The messages are emitted in JSON form and can be parsed by `jq`.

Zero or more DBus match expressions can be provided. A match occurs when
the current packet matches all rules in an expression, for any
expression supplied on the commandline. If no expressions are provided
then all packets are matched by default. Neither argN nor namespace
match rules are supported in this initial patch.

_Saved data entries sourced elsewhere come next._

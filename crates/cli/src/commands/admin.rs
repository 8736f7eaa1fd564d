//! Admin role management commands.
//!
//! # Usage
//!
//! ```bash
//! eo-cli admin promote -e travis@example.com
//! eo-cli admin demote -e travis@example.com
//! ```
//!
//! The user must already have signed up: their profile row is created by the
//! `handle_new_user` trigger, and only its `role` column changes here.
//!
//! # Environment Variables
//!
//! - `SUPABASE_DB_URL` - direct Postgres connection to the Supabase project

use eyeopener_core::{Email, Role, UserId};
use thiserror::Error;

use super::{SUPABASE_DB_URL, connect, database_url};

/// Errors that can occur during admin operations.
#[derive(Debug, Error)]
pub enum AdminError {
    /// Required environment variable is missing.
    #[error("Missing environment variable: {0}")]
    MissingEnvVar(&'static str),

    /// Database connection error.
    #[error("Database connection error: {0}")]
    Database(#[from] sqlx::Error),

    /// Invalid email.
    #[error("Invalid email: {0}")]
    InvalidEmail(String),

    /// No profile for this email.
    #[error("No profile found for email: {0}. The user must sign up first.")]
    UnknownUser(String),
}

/// Set the role on the profile owning `email`.
///
/// # Returns
///
/// The user id of the updated profile.
pub async fn set_role(email: &str, role: Role) -> Result<UserId, AdminError> {
    let email = Email::parse(email).map_err(|_| AdminError::InvalidEmail(email.to_owned()))?;

    let url = database_url(SUPABASE_DB_URL).ok_or(AdminError::MissingEnvVar(SUPABASE_DB_URL))?;
    let pool = connect(SUPABASE_DB_URL, &url).await?;

    tracing::info!("Setting role for {} to {}", email, role);

    let user_id: Option<UserId> = sqlx::query_scalar(
        r"
        UPDATE public.profiles
        SET role = $2
        WHERE lower(email) = lower($1)
        RETURNING user_id
        ",
    )
    .bind(&email)
    .bind(role.as_str())
    .fetch_optional(&pool)
    .await?;

    let user_id = user_id.ok_or_else(|| AdminError::UnknownUser(email.to_string()))?;

    tracing::info!("Role updated! User: {}, Email: {}, Role: {}", user_id, email, role);
    if !role.is_admin() {
        tracing::warn!("Running portals may keep the old role for up to a minute.");
    }

    Ok(user_id)
}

Signed-off-by: Andrew Jeffery <andrew@aj.id.au>
Change-Id: I3130426451207f556f33a17d540d6b32794e8503
diff --git a/amboar/obmc-scripts/dbus-pcap/dbus-pcap b/amboar/obmc-scripts/dbus-pcap/dbus-pcap
new file mode 100755
index 0000000..2c9bdd5
--- /dev/null
+++ b/amboar/obmc-scripts/dbus-pcap/dbus-pcap
@@ -0,0 +1,397 @@
+#!/usr/bin/python3
+
+from itertools import islice, cycle
+from collections import namedtuple
+from enum import Enum
+from scapy.all import rdpcap
+import sys
+import struct
+import json
+
+RawMessage = namedtuple("RawMessage", "endian, header, data")
+FixedHeader = namedtuple("FixedHeader", "endian, type, flags, version, length, cookie")
+CookedHeader = namedtuple("CookedHeader", "fixed, fields")
+CookedMessage = namedtuple("CookedMessage", "header, body")
+TypeProperty = namedtuple("TypeProperty", "field, type, nature")
+TypeContainer = namedtuple("TypeContainer", "type, members")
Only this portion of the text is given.